Details on the individual method steps performed by decision tree algorithms can be 
found in another article in StatSoft's on-line textbook 
( http://wwwstatsoft.eom/textbook/stclatre.html#computation). 

Decision rule algorithms tend to be more varied in their design, but they likewise perform 
iterative refinement operations. One of the important incremental refinement operations found in 
most decision rule algorithms is to relax the application conditions of a rule so that the rule is 
applicable in a wider range of cases (e.g., by eliminating or otherwise generalizing one or more 
application conditions). Detailed overviews of decision rule algorithms can be found the paper 
by P. Domingos cited in Appellant's specification (P. Domingos, "Unifying instance-based and 
rule-based induction,"Machine Learning, Vol. 24, pp 141-168, 1996), and in U.S. Patent No. 
5,719,692, "Rule induction on large noisy data sets." 

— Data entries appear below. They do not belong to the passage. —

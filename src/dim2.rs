use glam::DVec2;
use log::debug;

use crate::ConvexHullError;

/// A 2D [convex hull] representing the smallest convex set containing
/// all input points in a given point set.
///
/// This can be thought of as a shrink wrapping of a 2D object.
///
/// [convex hull]: https://en.wikipedia.org/wiki/Convex_hull
///
/// # Example
///
/// ```
/// use convex_quickhull::ConvexHull2d;
/// use glam::DVec2;
///
/// let points = vec![
///     DVec2::new(0.0, 0.0),
///     DVec2::new(1.0, 0.0),
///     DVec2::new(0.0, 1.0),
///     DVec2::new(1.0, 1.0),
///     DVec2::new(0.5, 0.5),
/// ];
///
/// // Create the convex hull.
/// let hull = ConvexHull2d::try_from_points(&points).unwrap();
///
/// // Get the points of the convex hull in clockwise order,
/// // starting from the leftmost point.
/// let points = hull.points();
///
/// assert_eq!(
///     points,
///     &[
///         DVec2::new(0.0, 0.0),
///         DVec2::new(0.0, 1.0),
///         DVec2::new(1.0, 1.0),
///         DVec2::new(1.0, 0.0),
///     ],
/// );
/// ```
#[derive(Clone, Debug, Default, PartialEq)]
pub struct ConvexHull2d {
    points: Vec<DVec2>,
}

impl ConvexHull2d {
    /// The minimum number of input points accepted by [`try_from_points`](Self::try_from_points).
    pub const MIN_POINTS: usize = 3;

    /// Attempts to compute a [`ConvexHull2d`] for the given set of 2D points.
    ///
    /// Point sets with exactly three points are returned as-is.
    ///
    /// # Errors
    ///
    /// Returns [`ConvexHullError::InsufficientPoints`] for fewer than three points
    /// and [`ConvexHullError::NonFinitePoint`] if any coordinate is NaN or infinite.
    pub fn try_from_points(points: &[DVec2]) -> Result<Self, ConvexHullError> {
        if points.len() < Self::MIN_POINTS {
            return Err(ConvexHullError::InsufficientPoints {
                required: Self::MIN_POINTS,
                actual: points.len(),
            });
        }

        if let Some(index) = points.iter().position(|p| !p.is_finite()) {
            return Err(ConvexHullError::NonFinitePoint { index });
        }

        if points.len() == Self::MIN_POINTS {
            return Ok(Self {
                points: points.to_vec(),
            });
        }

        // Find the points with minimum and maximum `x` coordinates.
        let (min, max) = extreme_points(points);

        // Split the remaining points into both sides of the line `min, max`.
        let upper: Vec<DVec2> = points
            .iter()
            .copied()
            .filter(|p| is_left(min, max, *p))
            .collect();
        let lower: Vec<DVec2> = points
            .iter()
            .copied()
            .filter(|p| is_left(max, min, *p))
            .collect();

        let mut hull = Vec::new();
        hull.push(min);
        Self::hull_set(min, max, &upper, &mut hull);
        hull.push(max);
        Self::hull_set(max, min, &lower, &mut hull);

        debug!(
            "computed 2D hull with {} of {} points",
            hull.len(),
            points.len()
        );

        Ok(Self { points: hull })
    }

    /// Returns the points of the convex hull in clockwise order.
    ///
    /// This consumes the convex hull. If you want a reference to the points,
    /// consider using [`points_ref`](Self::points_ref) instead.
    #[inline]
    pub fn points(self) -> Vec<DVec2> {
        self.points
    }

    /// Returns a reference to the points of the convex hull in clockwise order.
    #[inline]
    pub fn points_ref(&self) -> &[DVec2] {
        &self.points
    }

    /// Returns the hull points with the first point appended again at the end,
    /// ready to be drawn as a closed polyline.
    pub fn closed_loop(&self) -> Vec<DVec2> {
        let mut points = self.points.clone();
        if let Some(first) = self.points.first() {
            points.push(*first);
        }
        points
    }

    /// Computes the area enclosed by the hull.
    pub fn area(&self) -> f64 {
        signed_area(&self.points).abs()
    }

    /// Returns `true` if `point` is inside the hull or on its boundary.
    pub fn contains(&self, point: DVec2) -> bool {
        let n = self.points.len();
        let winding = signed_area(&self.points);

        if winding == 0.0 {
            // Degenerate hull, either a single point or a segment.
            return (0..n).any(|i| on_segment(self.points[i], self.points[(i + 1) % n], point));
        }

        (0..n).all(|i| {
            let orientation = orient2d(self.points[i], self.points[(i + 1) % n], point);
            orientation * winding.signum() >= 0.0
        })
    }

    // Recursively computes the hull chain from `a` to `b` over points left of `a -> b`.
    fn hull_set(a: DVec2, b: DVec2, points: &[DVec2], hull: &mut Vec<DVec2>) {
        if points.is_empty() {
            return;
        }

        // Find the point furthest from the line through `a, b`.
        // Ties keep the first point encountered.
        let mut furthest_point = points[0];
        let mut max_distance = distance_point_to_line(a, b, furthest_point);
        for point in &points[1..] {
            let distance = distance_point_to_line(a, b, *point);
            if distance > max_distance {
                max_distance = distance;
                furthest_point = *point;
            }
        }

        // Points inside the triangle `a, furthest_point, b` cannot be on the hull.
        let left_of_a: Vec<DVec2> = points
            .iter()
            .copied()
            .filter(|p| is_left(a, furthest_point, *p))
            .collect();
        let left_of_b: Vec<DVec2> = points
            .iter()
            .copied()
            .filter(|p| is_left(furthest_point, b, *p))
            .collect();

        Self::hull_set(a, furthest_point, &left_of_a, hull);
        hull.push(furthest_point);
        Self::hull_set(furthest_point, b, &left_of_b, hull);
    }
}

/// Returns the points with the minimum and maximum `x` coordinates.
/// Ties keep the first point encountered.
///
/// If every point has the same `x`, the points with the minimum and maximum `y`
/// are returned instead.
///
/// `points` must not be empty.
fn extreme_points(points: &[DVec2]) -> (DVec2, DVec2) {
    let (min, max) = extremes_by(points, |p| p.x);
    if min.x == max.x {
        return extremes_by(points, |p| p.y);
    }
    (min, max)
}

fn extremes_by(points: &[DVec2], key: impl Fn(DVec2) -> f64) -> (DVec2, DVec2) {
    points[1..]
        .iter()
        .fold((points[0], points[0]), |(min, max), point| {
            let min = if key(*point) < key(min) { *point } else { min };
            let max = if key(*point) > key(max) { *point } else { max };
            (min, max)
        })
}

/// Gives the orientation of the triangle formed by `a`, `b`, `c`.
///
/// - `orientation > 0`: counterclockwise
/// - `orientation < 0`: clockwise
/// - `orientation == 0`: collinear
#[inline]
fn orient2d(a: DVec2, b: DVec2, c: DVec2) -> f64 {
    use robust::Coord;
    robust::orient2d(
        Coord { x: a.x, y: a.y },
        Coord { x: b.x, y: b.y },
        Coord { x: c.x, y: c.y },
    )
}

/// Returns `true` if `p` lies strictly to the left of the directed line `a -> b`.
///
/// This is the sign of the cross product `(b - a) × (p - b)`, evaluated exactly.
#[inline]
pub fn is_left(a: DVec2, b: DVec2, p: DVec2) -> bool {
    orient2d(a, b, p) > 0.0
}

/// Computes the perpendicular distance from `p` to the line through `a` and `b`.
///
/// The line is written as `α·x + β·y + γ = 0`, so vertical lines need no special slope.
/// If `a` and `b` coincide, this is the distance from `p` to `a`.
pub fn distance_point_to_line(a: DVec2, b: DVec2, p: DVec2) -> f64 {
    let alpha = b.y - a.y;
    let beta = a.x - b.x;
    let gamma = b.x * a.y - a.x * b.y;

    let norm = (alpha * alpha + beta * beta).sqrt();
    if norm == 0.0 {
        return p.distance(a);
    }

    (alpha * p.x + beta * p.y + gamma).abs() / norm
}

/// Signed area of a polygon, positive for counterclockwise winding.
fn signed_area(points: &[DVec2]) -> f64 {
    let n = points.len();
    let doubled: f64 = (0..n)
        .map(|i| points[i].perp_dot(points[(i + 1) % n]))
        .sum();
    0.5 * doubled
}

/// Returns `true` if `p` lies on the closed segment `a, b`.
fn on_segment(a: DVec2, b: DVec2, p: DVec2) -> bool {
    orient2d(a, b, p) == 0.0 && p.cmpge(a.min(b)).all() && p.cmple(a.max(b)).all()
}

As previously stated, Appellant's invention exploits the fact that these three classes of 
algorithms — decision trees, decision rules, and stepwise regression — employ the same basic 
process of starting with an initial model and then incrementally refining that model until a 
suitable stopping criterion is met. 

Appellant's detailed specification begins with a description of the underlying principle 
that the invention embodies. Although this principle is itself abstract, Appellant's invention, by 
contrast, is a concrete application of the principle to achieve a useful end: namely the 
construction of predictive models that are capable of generating reliable predictions even when 
the values of some model inputs are missing or are otherwise unknown. 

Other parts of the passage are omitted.